* _MATERIAL PROVIDED_:
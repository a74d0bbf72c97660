//! Background execution of one run: deadline, transcript mirroring, and the
//! final status written back to the run record.

use std::sync::Arc;
use std::time::Duration;

use chrono::Utc;
use tempfile::NamedTempFile;
use tokio::sync::{mpsc, OwnedMutexGuard};
use tracing::{info, warn, Instrument};

use crate::agent::{Agent, AgentError, AnalysisSession, RunRequest};
use crate::sessions::{RunError, RunRecord, RunStatus, SessionEntry};

/// Registers a run on `entry` and executes it on a spawned task.
/// `guard` is the session claim; it is released when the run ends.
/// `upload` keeps an uploaded resume on disk for the duration of the run.
pub async fn spawn_run(
    agent: Arc<Agent>,
    entry: Arc<SessionEntry>,
    guard: OwnedMutexGuard<AnalysisSession>,
    request: RunRequest,
    upload: Option<NamedTempFile>,
    file_name: Option<String>,
    deadline: Duration,
) -> RunRecord {
    let record = RunRecord::new(file_name);
    let run_id = record.run_id;
    let user_cancel = record.cancel.clone();
    entry.add_run(record.clone()).await;

    let span = tracing::info_span!("run", session_id = %entry.id, run_id = %run_id);

    tokio::spawn(
        async move {
            let mut guard = guard;
            let token = user_cancel.child_token();

            let timer = {
                let token = token.clone();
                tokio::spawn(async move {
                    tokio::time::sleep(deadline).await;
                    token.cancel();
                })
            };

            let (tx, mut rx) = mpsc::unbounded_channel();
            let mirror = {
                let entry = entry.clone();
                tokio::spawn(async move {
                    while let Some(turn) = rx.recv().await {
                        entry.push_turn(turn).await;
                    }
                })
            };

            let result = agent.run(&mut guard, request, token, Some(tx)).await;

            timer.abort();
            if let Err(e) = mirror.await {
                warn!("Transcript mirror stopped early: {e}");
            }
            drop(guard);
            drop(upload);

            let finished = entry
                .update_run(run_id, |r| {
                    r.finished_at = Some(Utc::now());
                    match result {
                        Ok(outcome) => {
                            r.status = RunStatus::Completed;
                            r.turns_used = Some(outcome.turns_used);
                            r.answer = Some(outcome.answer);
                        }
                        Err(failure) => {
                            let timed_out = matches!(failure.error, AgentError::Cancelled)
                                && !user_cancel.is_cancelled();
                            r.status = match failure.error {
                                AgentError::Cancelled => RunStatus::Cancelled,
                                _ => RunStatus::Failed,
                            };
                            r.error = Some(if timed_out {
                                RunError {
                                    code: "RUN_TIMEOUT".to_string(),
                                    message: format!(
                                        "run exceeded its {}s deadline",
                                        deadline.as_secs()
                                    ),
                                }
                            } else {
                                RunError {
                                    code: failure.error.code().to_string(),
                                    message: failure.error.to_string(),
                                }
                            });
                        }
                    }
                })
                .await;

            if let Some(r) = finished {
                info!(status = ?r.status, "Run finished");
            }
        }
        .instrument(span),
    );

    record
}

* _WHAT THE TASK REQUIRES_: When you answer, set down the entries above precisely as they read.

* _ANSWER TO THIS PROBLEM_:
repository a74d0bbf72c97660
//! Background execution of one run: deadline, transcript mirroring, and the
//! final status written back to the run record.

use std::sync::Arc;
use std::time::Duration;

use chrono::Utc;
use tempfile::NamedTempFile;
use tokio::sync::{mpsc, OwnedMutexGuard};
use tracing::{info, warn, Instrument};

use crate::agent::{Agent, AgentError, AnalysisSession, RunRequest};
use crate::sessions::{RunError, RunRecord, RunStatus, SessionEntry};

/// Registers a run on `entry` and executes it on a spawned task.
/// `guard` is the session claim; it is released when the run ends.
/// `upload` keeps an uploaded resume on disk for the duration of the run.
pub async fn spawn_run(
    agent: Arc<Agent>,
    entry: Arc<SessionEntry>,
    guard: OwnedMutexGuard<AnalysisSession>,
    request: RunRequest,
    upload: Option<NamedTempFile>,
    file_name: Option<String>,
    deadline: Duration,
) -> RunRecord {
    let record = RunRecord::new(file_name);
    let run_id = record.run_id;
    let user_cancel = record.cancel.clone();
    entry.add_run(record.clone()).await;

    let span = tracing::info_span!("run", session_id = %entry.id, run_id = %run_id);

    tokio::spawn(
        async move {
            let mut guard = guard;
            let token = user_cancel.child_token();

            let timer = {
                let token = token.clone();
                tokio::spawn(async move {
                    tokio::time::sleep(deadline).await;
                    token.cancel();
                })
            };

            let (tx, mut rx) = mpsc::unbounded_channel();
            let mirror = {
                let entry = entry.clone();
                tokio::spawn(async move {
                    while let Some(turn) = rx.recv().await {
                        entry.push_turn(turn).await;
                    }
                })
            };

            let result = agent.run(&mut guard, request, token, Some(tx)).await;

            timer.abort();
            if let Err(e) = mirror.await {
                warn!("Transcript mirror stopped early: {e}");
            }
            drop(guard);
            drop(upload);

            let finished = entry
                .update_run(run_id, |r| {
                    r.finished_at = Some(Utc::now());
                    match result {
                        Ok(outcome) => {
                            r.status = RunStatus::Completed;
                            r.turns_used = Some(outcome.turns_used);
                            r.answer = Some(outcome.answer);
                        }
                        Err(failure) => {
                            let timed_out = matches!(failure.error, AgentError::Cancelled)
                                && !user_cancel.is_cancelled();
                            r.status = match failure.error {
                                AgentError::Cancelled => RunStatus::Cancelled,
                                _ => RunStatus::Failed,
                            };
                            r.error = Some(if timed_out {
                                RunError {
                                    code: "RUN_TIMEOUT".to_string(),
                                    message: format!(
                                        "run exceeded its {}s deadline",
                                        deadline.as_secs()
                                    ),
                                }
                            } else {
                                RunError {
                                    code: failure.error.code().to_string(),
                                    message: failure.error.to_string(),
                                }
                            });
                        }
                    }
                })
                .await;

            if let Some(r) = finished {
                info!(status = ?r.status, "Run finished");
            }
        }
        .instrument(span),
    );

    record
}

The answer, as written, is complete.